Correctness: I did not carefully checked the proofs (10 pages in appendix) but the results seem sound.
Clarity: Yes, the paper is clearly written.
Relation to Prior Work: Yes the relation to prior work is clearly discussed though approaches from the tensor literature should be included in the experiments if possible.
Additional Feedback: - In section 5.1: "Experimental set-up: We compare TensorNOODL with online dictionary learning algo- rithms presented in  (Arora(b) (incurs bias) and Arora(u) (**claim no bias**)), and ," I am a bit confused by the "claim no bias" in parenthesis. Does this means that the original paper claim that the approach incur no bias but that the authors of the present paper disagree with this? If it is the case, I would advise to either substantiate this claim or to remove the word "claim". It is also totally possible that I misunderstood this statement, in which case please clarify what is meant. - How is A^0 initialized for the experiments on real data? I think this may deserve some clarification. Also, in the synthetic experiments A^0 is initialized by perturbing the ground truth matrix A^*. Why is it the case and wouldn't it be more realistic to use one of the effective initialization techniques mentioned previously in the paper?

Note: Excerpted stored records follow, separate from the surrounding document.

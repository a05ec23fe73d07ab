//! Skirmish Example
//!
//! Creates a fire mage, raises a vault, researches Fireball and fights the
//! Shadow Apprentice until the battle resolves.
//!
//! ```text
//! cargo run -p skirmish                 # in-memory store
//! cargo run -p skirmish -- game.db 42   # native_db file, rng seed 42
//! ```

use astral_core::{
    BuildingId, Character, EnemyId, Element, Game, GameRng, GameStore, GuildId, MemoryStore,
    ResourceDelta, RoundOutcome, SpellId,
};
use astral_db::DbStore;
use std::sync::Arc;
use tracing_subscriber::EnvFilter;

type BoxError = Box<dyn std::error::Error>;

fn main() {
    tracing_subscriber::fmt()
        .with_env_filter(
            EnvFilter::try_from_default_env()
                .unwrap_or_else(|_| EnvFilter::new("skirmish=info,astral_core=info")),
        )
        .init();

    let mut args = std::env::args().skip(1);
    let db_path = args.next();
    let seed = args.next().and_then(|s| s.parse().ok()).unwrap_or(12345);

    let result = match db_path {
        Some(path) => DbStore::open(&path)
            .map_err(BoxError::from)
            .and_then(|store| run(store, seed)),
        None => run(MemoryStore::new(), seed),
    };

    if let Err(e) = result {
        tracing::error!("Skirmish failed: {}", e);
        std::process::exit(1);
    }
}

fn run<S: GameStore>(store: S, seed: u64) -> Result<(), BoxError> {
    println!("=== Astral Skirmish ===\n");

    let catalog = Arc::new(astral_content::standard_catalog()?);
    let config = astral_content::default_config()?;
    let mut game = Game::new(catalog, config, store);
    let mut rng = GameRng::new(seed);

    let mage = game.create_character("Ignatius", Element::Fire)?;
    let profile = mage.element().profile();
    println!("{} the {} mage ({})", mage.username, profile.name, profile.bonus);
    print_ledger(&game, &mage)?;

    let vault: BuildingId = "ethereal_vault".parse()?;
    let quote = game.build_or_upgrade(mage.id, &vault)?;
    println!(
        "\nBuilt {} (level {}) for {} gold, {} turns",
        vault, quote.target_level, quote.cost.gold, quote.cost.turns
    );
    match game.build_or_upgrade(mage.id, &vault) {
        Ok(_) => println!("Upgraded {}", vault),
        Err(e) => println!("Upgrade refused: {}", e),
    }

    let fireball: SpellId = "fireball".parse()?;
    match game.research_spell(mage.id, &fireball) {
        Ok(_) => println!("Researched {}", fireball),
        Err(e) => println!("Research refused: {}", e),
    }
    game.store()
        .persist_resource_delta(mage.id, &ResourceDelta::zero().with_gold(10_000))?;
    game.research_spell(mage.id, &fireball)?;
    println!("Researched {} after a gold grant", fireball);
    print_ledger(&game, &mage)?;

    println!("\n--- Battle ---");
    let enemy: EnemyId = "shadow_apprentice".parse()?;
    game.start_battle(mage.id, &enemy)?;
    loop {
        let report = game.cast_spell(mage.id, &fireball, &mut rng)?;
        if report.outcome != RoundOutcome::Continue {
            break;
        }
        let report = game.resolve_enemy_turn(mage.id, &mut rng)?;
        if report.outcome != RoundOutcome::Continue {
            break;
        }
    }

    if let Some(session) = game.battle(mage.id) {
        for line in session.log().iter() {
            println!("  {}", line);
        }
        println!(
            "Result: {:?} after {} enemy turns (hp {}/{})",
            session.status(),
            session.rounds(),
            session.player_hp(),
            session.player_max_hp()
        );
    }
    game.reset_battle(mage.id);

    let guild: GuildId = "fire_legion".parse()?;
    let membership = game.join_guild(mage.id, &guild)?;
    println!("\nJoined {} as {}", membership.guild_id, membership.role);

    print_ledger(&game, &mage)?;
    println!("\n=== Done ===");
    Ok(())
}

fn print_ledger<S: GameStore>(game: &Game<S>, mage: &Character) -> Result<(), BoxError> {
    let l = game.character(mage.id)?.ledger();
    println!(
        "  gold {} | mana {}/{} | turns {} | diamonds {}",
        l.gold, l.mana, l.max_mana, l.turns, l.diamonds
    );
    Ok(())
}
//! Error types for astral-content

use astral_core::CatalogError;
use thiserror::Error;

/// Content loading error type
#[derive(Error, Debug)]
pub enum Error {
    #[error("IO error: {0}")]
    Io(#[from] std::io::Error),

    #[error("RON parse error: {0}")]
    Ron(#[from] ron::error::SpannedError),

    #[error("Invalid catalog: {0}")]
    Catalog(#[from] CatalogError),
}

/// Result type alias
pub type Result<T> = std::result::Result<T, Error>;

Summary and Contributions: In this paper, the authors propose a provable online algorithm for structured CP tensor factorization. Bothe theoretical anlaysis and numerical experiments are presented.
Strengths: 1. It is an interesting topic. 2. The organization is good. 3. The analysis is appreciated.
Weaknesses: 1. For example in Table 1, such a result may not be that big a difference, since there are many existing works. A key contribution for a theoretical work may be some key equalities/inequalities are introduced, so that you may be able to conque some diffifculty of existing frameworks. 2. If the current Dl-based algorithm can converge in linear ratte, and checking your proof structure, a FISTA-based schme will lead to a quadratic rate, right? Please clarify it. 3. Is the initialization process necessary? In numerical experiments, I believe it can be removed. How about your theoretical analysis? Many current analysis frameworks have removed the initialization process. As for CP with scaling and permutation, the landscape is symmetric, it is very possible to achieve global optimal results, as the saddle points are strict and thus are easy to escape.
Correctness: Seems to be, did not check each formula.
Relation to Prior Work: Yes.
Additional Feedback: After rebuttal, The depth os this work is appreciated. The authors' clarification also helps to fully address some concerns.